I've used cloud dev envs for going on 6 years now, and I'm ready to call them the best tool I've ever used for development. Not by a little bit, but by a wide margin. And because I just can't help myself, I'm going to try and convince some of you that you should give them a try.
Now, I know that most people are resistant to the idea of developing anywhere but on their local machines. I never have to argue with any dev about say, deploying a production app with docker onto Heroku. But if I try to convince someone that we should have those same benefits for our dev envs, there's a disconnect. All I'm asking is that you give this idea a chance, I think it might change the way you develop and make you a happier dev.
These days, you would never setup your own bare metal server without a very good reason, right? You'd use AWS, Heroku, or some other VPS provider. But for some reason most of us still do that for our local development. I got tired of polluting my physical machine with dev tools, half forgotten hacks, and databases. I've used vagrant, docker, etc. to try to contain and manage them, but it always feels like I'm just adding one more layer of "things I'll need to configure and debug at some point", rather than reducing the cruft.
I've never been able to achieve this, even with docker running locally. There's always something that complicates things. With cloud environments I can clone or create a template from projects - with or without state - in literally a click or two. Why would you want that? Well, it's incredibly nice to be able to clone temporarily and test something out that requires some state (wordpress anyone?). Sometimes I clone it just to test out updating dependencies. It's also really nice to have some starter template envs to speed up the start of a project, like I often use for Laravel and Elixir Phoenix projects. As a freelancer, the time saved from this literally converts directly into income for me.

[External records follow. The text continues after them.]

//! DOM and Web API utility functions.
//!
//! Provides safe, consistent access to browser APIs with proper error handling.

use heedless_core::PageClick;
use heedless_core::config::{ACTION_ATTR, HANDLE_ATTR, VARIANT_ATTR};
use web_sys::{Document, Element, Storage, Window};

/// Get the browser window object.
#[inline]
pub fn window() -> Option<Window> {
    web_sys::window()
}

/// Get the current document.
#[inline]
pub fn document() -> Option<Document> {
    window()?.document()
}

/// Get localStorage.
///
/// `None` when storage is disabled or throws (private browsing, sandboxed
/// frames).
#[inline]
pub fn local_storage() -> Option<Storage> {
    window()?.local_storage().ok()?
}

/// Find the element tagged `js-page="<marker>"`.
pub fn find_marked(marker: &str) -> Option<Element> {
    document()?
        .query_selector(&format!(r#"[{ACTION_ATTR}="{marker}"]"#))
        .ok()
        .flatten()
}

/// Nearest inclusive ancestor of `element` carrying `attr`.
fn closest_with(element: &Element, attr: &str) -> Option<Element> {
    element.closest(&format!("[{attr}]")).ok().flatten()
}

/// Read the action marker and product data around a clicked element.
///
/// The marker comes from the nearest `js-page` ancestor; handle and variant
/// id come together from the nearest ancestor carrying `data-handle`.
pub fn read_click(target: &Element) -> PageClick {
    let marker = closest_with(target, ACTION_ATTR).and_then(|e| e.get_attribute(ACTION_ATTR));
    let carrier = closest_with(target, HANDLE_ATTR);

    PageClick {
        marker,
        handle: carrier.as_ref().and_then(|e| e.get_attribute(HANDLE_ATTR)),
        variant_id: carrier.and_then(|e| e.get_attribute(VARIANT_ATTR)),
    }
}

/// Set the document title.
pub fn set_title(title: &str) {
    if let Some(document) = document() {
        document.set_title(title);
    }
}
//! Heedless: a headless Shopify storefront rendered in the browser.
//!
//! The catalog cache, view router and templates live in `heedless-core`.
//! This crate is their browser side:
//! - [`app`] - Leptos page shell and event wiring
//! - [`browser`] - `localStorage`, history and DOM adapters
//! - [`shopify`] - Storefront GraphQL client
//! - [`utils`] - fetch with timeout, DOM helpers, console logging

pub mod app;
pub mod browser;
pub mod config;
pub mod shopify;
pub mod utils;

pub use app::App;
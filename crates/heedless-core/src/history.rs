//! Browser history boundary.

use crate::config::HOME_TITLE;
use crate::models::ViewState;

/// A history entry: the document title and the URL for a view.
#[derive(Clone, Debug, PartialEq, Eq)]
pub struct HistoryEntry {
    pub title: String,
    pub url: String,
}

impl HistoryEntry {
    pub fn new(title: impl Into<String>, url: impl Into<String>) -> Self {
        Self {
            title: title.into(),
            url: url.into(),
        }
    }

    /// Entry for the homepage.
    pub fn home() -> Self {
        Self::new(HOME_TITLE, ViewState::Home.to_url())
    }

    /// Entry for `view`, titled `title`.
    pub fn for_view(view: &ViewState, title: impl Into<String>) -> Self {
        Self::new(title, view.to_url())
    }
}

/// Address bar and session history.
pub trait BrowserHistory {
    /// The full current URL.
    fn current_url(&self) -> String;

    /// Add an entry on top of the stack.
    fn push(&self, entry: &HistoryEntry);

    /// Overwrite the current entry.
    fn replace(&self, entry: &HistoryEntry);

    /// Set the document title without touching the stack.
    fn retitle(&self, title: &str);
}
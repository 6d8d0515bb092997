//! Catalog entities as fetched from the remote API and stored in the cache.

use std::borrow::Borrow;
use std::fmt;
use std::str::FromStr;
use std::sync::LazyLock;

use regex::Regex;
use serde::{Deserialize, Serialize};

use crate::error::HandleError;

static HANDLE_PATTERN: LazyLock<Regex> = LazyLock::new(|| {
    Regex::new(r"^[A-Za-z0-9][A-Za-z0-9_-]*$").expect("handle pattern must compile")
});

// ============================================================================
// CatalogHandle
// ============================================================================

/// URL-safe slug identifying a collection or a product.
///
/// Validated on construction, so a handle can be placed in a query string or
/// a `data-handle` attribute as is.
#[derive(Clone, Debug, PartialEq, Eq, Hash, PartialOrd, Ord, Serialize, Deserialize)]
#[serde(try_from = "String", into = "String")]
pub struct CatalogHandle(String);

impl CatalogHandle {
    /// Validate and wrap a handle.
    pub fn parse(raw: impl Into<String>) -> Result<Self, HandleError> {
        let raw = raw.into();
        if raw.is_empty() {
            return Err(HandleError::Empty);
        }
        if !HANDLE_PATTERN.is_match(&raw) {
            return Err(HandleError::Invalid(raw));
        }
        Ok(Self(raw))
    }

    #[inline]
    pub fn as_str(&self) -> &str {
        &self.0
    }
}

impl TryFrom<String> for CatalogHandle {
    type Error = HandleError;

    fn try_from(value: String) -> Result<Self, Self::Error> {
        Self::parse(value)
    }
}

impl From<CatalogHandle> for String {
    fn from(handle: CatalogHandle) -> Self {
        handle.0
    }
}

impl FromStr for CatalogHandle {
    type Err = HandleError;

    fn from_str(s: &str) -> Result<Self, Self::Err> {
        Self::parse(s)
    }
}

impl Borrow<str> for CatalogHandle {
    fn borrow(&self) -> &str {
        &self.0
    }
}

impl fmt::Display for CatalogHandle {
    fn fmt(&self, f: &mut fmt::Formatter<'_>) -> fmt::Result {
        f.write_str(&self.0)
    }
}

// ============================================================================
// Money & Images
// ============================================================================

/// Monetary amount with currency code.
#[derive(Clone, Debug, PartialEq, Eq, Serialize, Deserialize)]
#[serde(rename_all = "camelCase")]
pub struct Money {
    /// Decimal amount as string (preserves precision).
    pub amount: String,
    /// ISO 4217 currency code.
    pub currency_code: String,
}

impl Money {
    pub fn new(amount: impl Into<String>, currency_code: impl Into<String>) -> Self {
        Self {
            amount: amount.into(),
            currency_code: currency_code.into(),
        }
    }

    /// Format for display (`£12.00`, or `12.00 CHF` for currencies without a symbol).
    pub fn display(&self) -> String {
        let symbol = match self.currency_code.as_str() {
            "GBP" => Some('£'),
            "USD" => Some('$'),
            "EUR" => Some('€'),
            _ => None,
        };
        match symbol {
            Some(symbol) => format!("{}{}", symbol, self.amount),
            None => format!("{} {}", self.amount, self.currency_code),
        }
    }
}

/// Product image in the three sizes the templates use for `srcset`.
#[derive(Clone, Debug, PartialEq, Eq, Serialize, Deserialize)]
#[serde(rename_all = "camelCase")]
pub struct ProductImage {
    /// Alt text for accessibility.
    pub alt_text: Option<String>,
    /// 300px wide source.
    pub small: String,
    /// 600px wide source.
    pub medium: String,
    /// 900px wide source.
    pub large: String,
}

// ============================================================================
// Collections
// ============================================================================

/// Product card data carried by a collection.
#[derive(Clone, Debug, PartialEq, Eq, Serialize, Deserialize)]
#[serde(rename_all = "camelCase")]
pub struct ProductSummary {
    pub handle: CatalogHandle,
    pub title: String,
    /// First product image, if any.
    pub image: Option<ProductImage>,
    /// Id of the first variant (what "Add To Cart" would add).
    pub default_variant_id: Option<String>,
    /// Price of the first variant.
    pub price: Option<Money>,
}

/// A collection and the first page of its products.
#[derive(Clone, Debug, PartialEq, Eq, Serialize, Deserialize)]
#[serde(rename_all = "camelCase")]
pub struct CollectionEntity {
    pub handle: CatalogHandle,
    pub title: String,
    pub products: Vec<ProductSummary>,
}

// ============================================================================
// Products
// ============================================================================

/// A purchasable variant of a product.
#[derive(Clone, Debug, PartialEq, Eq, Serialize, Deserialize)]
#[serde(rename_all = "camelCase")]
pub struct Variant {
    pub id: String,
    /// Variant title (combination of option values).
    pub title: String,
    pub price: Money,
    /// Whether the variant can currently be selected for purchase.
    pub available_for_sale: bool,
}

/// Full product data for the product page.
#[derive(Clone, Debug, PartialEq, Eq, Serialize, Deserialize)]
#[serde(rename_all = "camelCase")]
pub struct ProductEntity {
    pub handle: CatalogHandle,
    pub title: String,
    /// Description markup as authored in the catalog (unsanitized).
    pub description_html: String,
    pub images: Vec<ProductImage>,
    pub variants: Vec<Variant>,
}

impl ProductEntity {
    #[inline]
    pub fn primary_image(&self) -> Option<&ProductImage> {
        self.images.first()
    }

    /// First variant, which the product page offers by default.
    #[inline]
    pub fn default_variant(&self) -> Option<&Variant> {
        self.variants.first()
    }
}

#[cfg(test)]
mod tests {
    use super::*;

    #[test]
    fn test_valid_handles() {
        assert!(CatalogHandle::parse("frontpage").is_ok());
        assert!(CatalogHandle::parse("hat-01").is_ok());
        assert!(CatalogHandle::parse("Blue_Shirt-2").is_ok());
        assert!(CatalogHandle::parse("7").is_ok());
    }

    #[test]
    fn test_invalid_handles() {
        assert_eq!(CatalogHandle::parse(""), Err(HandleError::Empty));
        assert!(matches!(
            CatalogHandle::parse("-leading"),
            Err(HandleError::Invalid(_))
        ));
        assert!(matches!(
            CatalogHandle::parse("has space"),
            Err(HandleError::Invalid(_))
        ));
        assert!(matches!(
            CatalogHandle::parse("a\"><script>"),
            Err(HandleError::Invalid(_))
        ));
        assert!(matches!(
            CatalogHandle::parse("hat&x=1"),
            Err(HandleError::Invalid(_))
        ));
    }

    #[test]
    fn test_handle_serde_validates() {
        let handle: CatalogHandle = serde_json::from_str("\"hat-01\"").unwrap();
        assert_eq!(handle.as_str(), "hat-01");
        assert!(serde_json::from_str::<CatalogHandle>("\"bad handle\"").is_err());
        assert_eq!(serde_json::to_string(&handle).unwrap(), "\"hat-01\"");
    }

    #[test]
    fn test_money_display() {
        assert_eq!(Money::new("12.00", "GBP").display(), "£12.00");
        assert_eq!(Money::new("9.50", "USD").display(), "$9.50");
        assert_eq!(Money::new("3.00", "EUR").display(), "€3.00");
        assert_eq!(Money::new("40.00", "CHF").display(), "40.00 CHF");
    }

    #[test]
    fn test_product_defaults() {
        let product = ProductEntity {
            handle: CatalogHandle::parse("hat-01").unwrap(),
            title: "Hat".to_string(),
            description_html: String::new(),
            images: Vec::new(),
            variants: vec![Variant {
                id: "gid://shopify/ProductVariant/1".to_string(),
                title: "Default".to_string(),
                price: Money::new("10.00", "GBP"),
                available_for_sale: true,
            }],
        };
        assert!(product.primary_image().is_none());
        assert_eq!(
            product.default_variant().map(|v| v.id.as_str()),
            Some("gid://shopify/ProductVariant/1")
        );
    }
}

This might not be a big deal for everyone, but it is for me. I develop on both my desktop (mainly) and my laptop. When I get up from my desktop and get on my laptop, my dev environments are all there waiting and ready to go on my laptop because they're the same. It also means that I can dev on almost any level of hardware. A cheap chromebook will do, or even my phone when I'm in a pinch (and on vacation). Personally this is one that I feel like you need to experience at least once to truly appreciate it. It feels like switching from local email to Gmail back in the day.
The "it works on my machine" problem largely goes away with cloud dev envs. It reduces the configuration differences (all of you can use the same template), and even if you do find a problem unique to your env, you can give them temporary access remotely to sort it out with you. In my case, whenever I need to work with other freelance devs, or contract something out, I just clone my workspace and give them access, in about 30 seconds.

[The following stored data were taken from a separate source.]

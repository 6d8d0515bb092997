//! Error types for the storefront engine.
//!
//! One enum per domain:
//!
//! - [`HandleError`] - rejected catalog handles
//! - [`StorageError`] - persistent key/value store writes
//! - [`FetchError`] - remote catalog requests
//! - [`CacheError`] - catalog cache lookups and persistence
//! - [`RenderError`] - missing mounts in the page shell
//! - [`NavigationError`] - everything a router transition can hit

use thiserror::Error;

use crate::storage::Namespace;

/// A string that is not a valid catalog handle.
#[derive(Debug, Clone, PartialEq, Eq, Error)]
pub enum HandleError {
    #[error("handle is empty")]
    Empty,
    #[error("handle '{0}' is not a URL-safe slug")]
    Invalid(String),
}

/// Persistent store write errors.
#[derive(Debug, Clone, PartialEq, Eq, Error)]
pub enum StorageError {
    /// localStorage not available (private mode, disabled storage).
    #[error("persistent storage not available")]
    Unavailable,
    /// Failed to serialize a namespace to JSON.
    #[error("failed to serialize {0}")]
    Serialize(String),
    /// Failed to write to storage (quota exceeded, security error).
    #[error("failed to write '{key}' to storage")]
    WriteFailed { key: String },
}

/// Remote catalog request errors.
#[derive(Debug, Clone, PartialEq, Eq, Error)]
pub enum FetchError {
    /// Browser window not available
    #[error("browser window not available")]
    NoWindow,
    /// Failed to build the HTTP request
    #[error("failed to create request")]
    RequestCreationFailed,
    /// Network request failed (CORS, offline, etc.)
    #[error("network error: {0}")]
    Network(String),
    /// HTTP error response (non-2xx status)
    #[error("HTTP error: {0}")]
    Http(u16),
    /// Request timed out
    #[error("request timed out")]
    Timeout,
    /// Failed to read or decode the response body
    #[error("invalid response: {0}")]
    InvalidResponse(String),
    /// The API answered with GraphQL errors
    #[error("catalog API error: {0}")]
    Graphql(String),
    /// The API answered but the entity does not exist
    #[error("{kind} '{handle}' not found")]
    NotFound { kind: &'static str, handle: String },
}

/// Catalog cache errors.
#[derive(Debug, Clone, PartialEq, Eq, Error)]
pub enum CacheError {
    /// `get` was called for a handle the namespace does not hold.
    #[error("{namespace} has no entry for '{handle}'")]
    Miss { namespace: Namespace, handle: String },
    /// The in-memory write succeeded but could not be persisted.
    #[error("cache write not persisted: {0}")]
    Persist(#[from] StorageError),
}

/// Page shell integration errors.
#[derive(Debug, Clone, PartialEq, Eq, Error)]
pub enum RenderError {
    /// A mount the templates expect is not in the document.
    #[error("mount '{0}' missing from the page shell")]
    MissingMount(&'static str),
}

/// Errors a router transition can end with.
#[derive(Debug, Clone, PartialEq, Eq, Error)]
pub enum NavigationError {
    #[error(transparent)]
    Fetch(#[from] FetchError),
    #[error(transparent)]
    Cache(#[from] CacheError),
    #[error(transparent)]
    Render(#[from] RenderError),
}
//! Storefront API response types and their conversion into catalog entities.
//!
//! The API wraps lists in `edges { node }` connections; entities flatten
//! them. An absent entity (`"collection": null`) is `FetchError::NotFound`,
//! GraphQL `errors` are `FetchError::Graphql`.

use graphql_client::Response;
use serde::Deserialize;
use serde::de::DeserializeOwned;

use heedless_core::{
    CatalogHandle, CollectionEntity, FetchError, Money, ProductEntity, ProductImage,
    ProductSummary, Variant,
};

// =============================================================================
// Envelope
// =============================================================================

#[derive(Debug, Deserialize)]
struct Connection<T> {
    edges: Vec<Edge<T>>,
}

#[derive(Debug, Deserialize)]
struct Edge<T> {
    node: T,
}

impl<T> Connection<T> {
    fn into_nodes(self) -> impl Iterator<Item = T> {
        self.edges.into_iter().map(|edge| edge.node)
    }
}

/// Decode the envelope, surfacing GraphQL errors before looking at data.
fn decode<T: DeserializeOwned>(body: &str) -> Result<T, FetchError> {
    let response: Response<T> =
        serde_json::from_str(body).map_err(|e| FetchError::InvalidResponse(e.to_string()))?;

    if let Some(errors) = response.errors
        && !errors.is_empty()
    {
        let messages: Vec<String> = errors.into_iter().map(|e| e.message).collect();
        return Err(FetchError::Graphql(messages.join("; ")));
    }

    response
        .data
        .ok_or_else(|| FetchError::InvalidResponse("response has no data".to_string()))
}

// =============================================================================
// Shared Nodes
// =============================================================================

#[derive(Debug, Deserialize)]
#[serde(rename_all = "camelCase")]
struct MoneyNode {
    amount: String,
    currency_code: String,
}

impl From<MoneyNode> for Money {
    fn from(node: MoneyNode) -> Self {
        Money::new(node.amount, node.currency_code)
    }
}

#[derive(Debug, Deserialize)]
#[serde(rename_all = "camelCase")]
struct ImageNode {
    alt_text: Option<String>,
    small: String,
    medium: String,
    large: String,
}

impl From<ImageNode> for ProductImage {
    fn from(node: ImageNode) -> Self {
        ProductImage {
            alt_text: node.alt_text.filter(|alt| !alt.is_empty()),
            small: node.small,
            medium: node.medium,
            large: node.large,
        }
    }
}

// =============================================================================
// Collections
// =============================================================================

#[derive(Debug, Deserialize)]
struct CollectionData {
    collection: Option<CollectionNode>,
}

#[derive(Debug, Deserialize)]
struct CollectionNode {
    handle: CatalogHandle,
    title: String,
    products: Connection<SummaryNode>,
}

#[derive(Debug, Deserialize)]
struct SummaryNode {
    handle: CatalogHandle,
    title: String,
    images: Connection<ImageNode>,
    variants: Connection<PricedVariantNode>,
}

#[derive(Debug, Deserialize)]
struct PricedVariantNode {
    id: String,
    price: MoneyNode,
}

impl From<SummaryNode> for ProductSummary {
    fn from(node: SummaryNode) -> Self {
        let variant = node.variants.into_nodes().next();
        ProductSummary {
            handle: node.handle,
            title: node.title,
            image: node.images.into_nodes().next().map(ProductImage::from),
            default_variant_id: variant.as_ref().map(|v| v.id.clone()),
            price: variant.map(|v| v.price.into()),
        }
    }
}

impl From<CollectionNode> for CollectionEntity {
    fn from(node: CollectionNode) -> Self {
        CollectionEntity {
            handle: node.handle,
            title: node.title,
            products: node.products.into_nodes().map(ProductSummary::from).collect(),
        }
    }
}

/// Decode a `CollectionProducts` response for `handle`.
pub fn collection_from_response(
    body: &str,
    handle: &CatalogHandle,
) -> Result<CollectionEntity, FetchError> {
    let data: CollectionData = decode(body)?;
    data.collection
        .map(CollectionEntity::from)
        .ok_or_else(|| FetchError::NotFound {
            kind: "collection",
            handle: handle.to_string(),
        })
}

// =============================================================================
// Products
// =============================================================================

#[derive(Debug, Deserialize)]
struct ProductData {
    product: Option<ProductNode>,
}

#[derive(Debug, Deserialize)]
#[serde(rename_all = "camelCase")]
struct ProductNode {
    handle: CatalogHandle,
    title: String,
    description_html: String,
    images: Connection<ImageNode>,
    variants: Connection<VariantNode>,
}

#[derive(Debug, Deserialize)]
#[serde(rename_all = "camelCase")]
struct VariantNode {
    id: String,
    title: String,
    available_for_sale: bool,
    price: MoneyNode,
}

impl From<VariantNode> for Variant {
    fn from(node: VariantNode) -> Self {
        Variant {
            id: node.id,
            title: node.title,
            price: node.price.into(),
            available_for_sale: node.available_for_sale,
        }
    }
}

impl From<ProductNode> for ProductEntity {
    fn from(node: ProductNode) -> Self {
        ProductEntity {
            handle: node.handle,
            title: node.title,
            description_html: node.description_html,
            images: node.images.into_nodes().map(ProductImage::from).collect(),
            variants: node.variants.into_nodes().map(Variant::from).collect(),
        }
    }
}

/// Decode a `SingleProduct` response for `handle`.
pub fn product_from_response(
    body: &str,
    handle: &CatalogHandle,
) -> Result<ProductEntity, FetchError> {
    let data: ProductData = decode(body)?;
    data.product
        .map(ProductEntity::from)
        .ok_or_else(|| FetchError::NotFound {
            kind: "product",
            handle: handle.to_string(),
        })
}
//! Network requests with timeout support.

use js_sys::{Array, Object, Promise};
use wasm_bindgen::{JsCast, JsValue};
use wasm_bindgen_futures::JsFuture;
use web_sys::{Request, RequestInit, RequestMode, Response};

use heedless_core::FetchError;

use crate::config::FETCH_TIMEOUT_MS;

// =============================================================================
// Deadline
// =============================================================================

/// Await `promise`, giving up after `timeout_ms`.
///
/// The timer settles with a private marker object, so any value the promise
/// produces (`undefined` included) is told apart from the deadline. The timer
/// is cleared once either side wins.
pub async fn with_deadline(promise: Promise, timeout_ms: i32) -> Result<JsValue, FetchError> {
    let window = web_sys::window().ok_or(FetchError::NoWindow)?;

    let marker = JsValue::from(Object::new());
    let mut timer_id = None;
    let timer = Promise::new(&mut |resolve, _| {
        timer_id = window
            .set_timeout_with_callback_and_timeout_and_arguments_1(&resolve, timeout_ms, &marker)
            .ok();
    });

    let settled = JsFuture::from(Promise::race(&Array::of2(&promise, &timer))).await;
    if let Some(id) = timer_id {
        window.clear_timeout_with_handle(id);
    }

    match settled {
        Ok(value) if Object::is(&value, &marker) => Err(FetchError::Timeout),
        Ok(value) => Ok(value),
        Err(e) => Err(FetchError::Network(rejection_message(&e))),
    }
}

fn rejection_message(reason: &JsValue) -> String {
    reason
        .as_string()
        .or_else(|| reason.dyn_ref::<js_sys::Error>()?.message().as_string())
        .unwrap_or_else(|| "fetch rejected".to_string())
}

// =============================================================================
// Fetch Functions
// =============================================================================

/// POST a JSON body and return the response text.
///
/// Non-2xx statuses are errors. Times out after `FETCH_TIMEOUT_MS`.
pub async fn post_json(
    url: &str,
    headers: &[(&str, &str)],
    body: &str,
) -> Result<String, FetchError> {
    let window = web_sys::window().ok_or(FetchError::NoWindow)?;

    let opts = RequestInit::new();
    opts.set_method("POST");
    opts.set_mode(RequestMode::Cors);
    opts.set_body(&JsValue::from_str(body));

    let request =
        Request::new_with_str_and_init(url, &opts).map_err(|_| FetchError::RequestCreationFailed)?;
    let request_headers = request.headers();
    request_headers
        .set("Content-Type", "application/json")
        .map_err(|_| FetchError::RequestCreationFailed)?;
    for (name, value) in headers {
        request_headers
            .set(name, value)
            .map_err(|_| FetchError::RequestCreationFailed)?;
    }

    let value = with_deadline(window.fetch_with_request(&request), FETCH_TIMEOUT_MS).await?;
    let response: Response = value
        .dyn_into()
        .map_err(|_| FetchError::InvalidResponse("not a Response".to_string()))?;

    if !response.ok() {
        return Err(FetchError::Http(response.status()));
    }

    let text = response
        .text()
        .map_err(|_| FetchError::InvalidResponse("body not readable".to_string()))?;
    JsFuture::from(text)
        .await
        .map_err(|_| FetchError::InvalidResponse("body not readable".to_string()))?
        .as_string()
        .ok_or_else(|| FetchError::InvalidResponse("body is not text".to_string()))
}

Most of the cloud dev options out there will give you some form of a public URL automatically per project. The best will let you use custom domains, subdomains, and any ports you'd like, and often it's offered by default, or configured with a few clicks. They almost always include lets encrypt SSL certs too. Never worry about configuring networking for localhost, or localhost specific issues ever again. I use this every single day, for previewing my work, and for demoing with clients. It's like having all the benefits of production but in my dev env.

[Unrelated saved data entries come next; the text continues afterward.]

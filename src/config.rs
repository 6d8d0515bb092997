//! Storefront configuration.
//!
//! Browser-side settings. Catalog, storage and DOM constants shared with the
//! engine live in `heedless_core::config`. The shop domain and access token
//! can be overridden at build time through environment variables.

use tracing::Level;

// =============================================================================
// Application Metadata
// =============================================================================

/// Store name shown in the page header.
pub const STORE_NAME: &str = "Heedless";

/// Id of the element the page shell is mounted into.
pub const APP_ROOT_ID: &str = "app";

// =============================================================================
// Shopify Storefront API
// =============================================================================

/// `*.myshopify.com` domain of the shop.
pub const SHOP_DOMAIN: &str = match option_env!("HEEDLESS_SHOP_DOMAIN") {
    Some(domain) => domain,
    None => "heedless-demo.myshopify.com",
};

/// Public Storefront API access token (safe to ship to the browser).
pub const STOREFRONT_TOKEN: &str = match option_env!("HEEDLESS_STOREFRONT_TOKEN") {
    Some(token) => token,
    None => "",
};

/// Storefront API version.
pub const API_VERSION: &str = "2024-01";

/// Header carrying the public access token.
pub const TOKEN_HEADER: &str = "X-Shopify-Storefront-Access-Token";

/// GraphQL endpoint of the shop.
pub fn graphql_endpoint() -> String {
    format!("https://{SHOP_DOMAIN}/api/{API_VERSION}/graphql.json")
}

// =============================================================================
// Network Configuration
// =============================================================================

/// Fetch request timeout in milliseconds.
pub const FETCH_TIMEOUT_MS: i32 = 10000;

// =============================================================================
// Logging
// =============================================================================

/// Most verbose level forwarded to the browser console.
pub const LOG_LEVEL: Level = if cfg!(debug_assertions) {
    Level::DEBUG
} else {
    Level::INFO
};

#[cfg(test)]
mod tests {
    use super::*;

    #[test]
    fn test_graphql_endpoint() {
        let endpoint = graphql_endpoint();
        assert!(endpoint.starts_with("https://"));
        assert!(endpoint.ends_with("/api/2024-01/graphql.json"));
        assert!(endpoint.contains(SHOP_DOMAIN));
    }
}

Now, if you're tempted, there's a few cloud dev env providers out there, though not as many as I would like! They can vary in their approach quite a bit.
For ephemeral envs:
These disappear X minutes after you stop using them, and are especially great for open source work. You can spin up a PR in seconds.
I personally prefer more persistent workspaces, as I have less need for perfect consistency with other devs and persistent workspaces allow me to save a lot of time. For those you can look at:
Cloud9 (part of AWS)
This was my first cloud dev env and I fell in love with it, before it was acquired by AWS. I moved off of it after it became part of the ecosystem and lost a lot of it's convenience features (and I hate configuring things like IAMS and SAMS). It also became a per-minute cost, and ended up costing a lot more for me after that too.
This is what I use right now. It seems like it's a very small team that hasn't updated it much in a long while, but it checks all the boxes for now. I don't like the built in editor, so I just remotely connect with VS Code to workspaces, which works fine.
Okay, this one is shameless self promotion since it's being built by me. I've waited years to build this because I was hoping someone else would do a better job of checking all the boxes off for me, which just hasn't happened yet. The goal of Code Base is to be the digital ocean of cloud dev envs - easy to use, intuitive, and reasonably priced with flat rates.
I haven't tried this one, mainly because it's marketing pages explained so little the last time I checked it out. It seems like it's really geared towards teams and might be great, I just haven't checked it out personally.
Many of these have free tiers, or very cheap starter plans. I really strongly recommend giving it a try for your next project. It's low commitment, and it's genuinely changed the way I develop for the better.